Nesse contexto, a educação passou assim de um caráter mais geral e universal para uma formação civica.  O Estado assumia cada vez mais o encargo da escolarização.  Houve esforço para ampliar a rede escolar com grande atenção voltada para escola elementar, o surgimento da pré-escola, mas também com ampliação da rede secundária e superior. 

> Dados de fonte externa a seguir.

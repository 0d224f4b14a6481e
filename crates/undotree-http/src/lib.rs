pub mod client;
pub mod error;
pub mod traits;
pub mod types;

pub use client::{ClientConfig, GraphClient};
pub use error::{GraphError, Result};
pub use traits::GraphRemote;
pub use types::{Change, ChangeMode, Delta, GraphView, NewNode, NodeEntry, Patch, Segment};

/// Sentinel parent id for the first node of every file graph.
pub const ROOT_NODE_ID: &str = "root";
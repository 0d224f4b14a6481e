use axum::{
    extract::rejection::{JsonRejection, QueryRejection},
    http::StatusCode,
    response::{IntoResponse, Response},
    Json,
};
use serde_json::json;
use undotree_core::SyncError;

#[derive(Debug)]
pub enum Error {
    BadRequest(String),
    NotFound(String),
    /// The request is well-formed but the graph cannot honour it.
    Conflict(String),
    Internal(String),
}

pub type Result<T> = core::result::Result<T, Error>;

impl IntoResponse for Error {
    fn into_response(self) -> Response {
        let (status, error_message) = match self {
            Error::BadRequest(msg) => (StatusCode::BAD_REQUEST, msg),
            Error::NotFound(msg) => (StatusCode::NOT_FOUND, msg),
            Error::Conflict(msg) => (StatusCode::CONFLICT, msg),
            Error::Internal(msg) => (StatusCode::INTERNAL_SERVER_ERROR, msg),
        };

        let body = Json(json!({
            "error": {
                "message": error_message
            }
        }));

        (status, body).into_response()
    }
}

impl From<JsonRejection> for Error {
    fn from(err: JsonRejection) -> Self {
        Error::BadRequest(err.body_text())
    }
}

impl From<QueryRejection> for Error {
    fn from(err: QueryRejection) -> Self {
        Error::BadRequest(err.body_text())
    }
}

impl From<SyncError> for Error {
    fn from(err: SyncError) -> Self {
        match err {
            SyncError::UnknownNode(id) => Error::NotFound(format!("Node {} does not exist", id)),
            SyncError::PatchMismatch(msg) => Error::Conflict(msg),
            other => Error::Internal(other.to_string()),
        }
    }
}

O ensino secundário manteve a dualidade de ensino pelo ensino para a burguesia que buscava estudar no ensino superior, e ensino técnico para o trabalhador da indústria.
No ensino superior, as escolas politécnicas foram criadas para atender às necessidades decorrentes do avanço tecnológico.  O interesse também se voltou para escolas de formação de professores, de preparação para o magistério.  A metodologia de ensino assume forma mais rigorosa em função da consolidação das novas ciências humanas, sobretudo da psicologia.

Portanto, é durante o decorrer do século XIX  em que o Brasil passou de colônia portuguesa a Império independente, a educação passou por transformações que as tendências da época impunham às sociedades ocidentais de então.  A transformação política porém ocorreu de acordo com os objetivos da elite local com influência nas esferas do poder, que queriam tomar para si o controle sobre os fluxos de capital e não mais cumprir com as obrigações fiscais junto à coroa portuguesa.  Estes membros da sociedade tinham algum grau de consciência do valor da educação para o indivíduo, que o torna consciente das realidades científicas, das forças que agem na sociedade e liberta dos dogmas religiosos. 

Por isso, muitos membros das camadas poderosas da sociedade encaminhavam seus filhos no processo educacional, da forma que consideravam mais adequada, em geral com investimento próprio, com professores particulares, nos níveis elementar e secundário e após, no nível superior enviavam os filhos para universidades na Europa.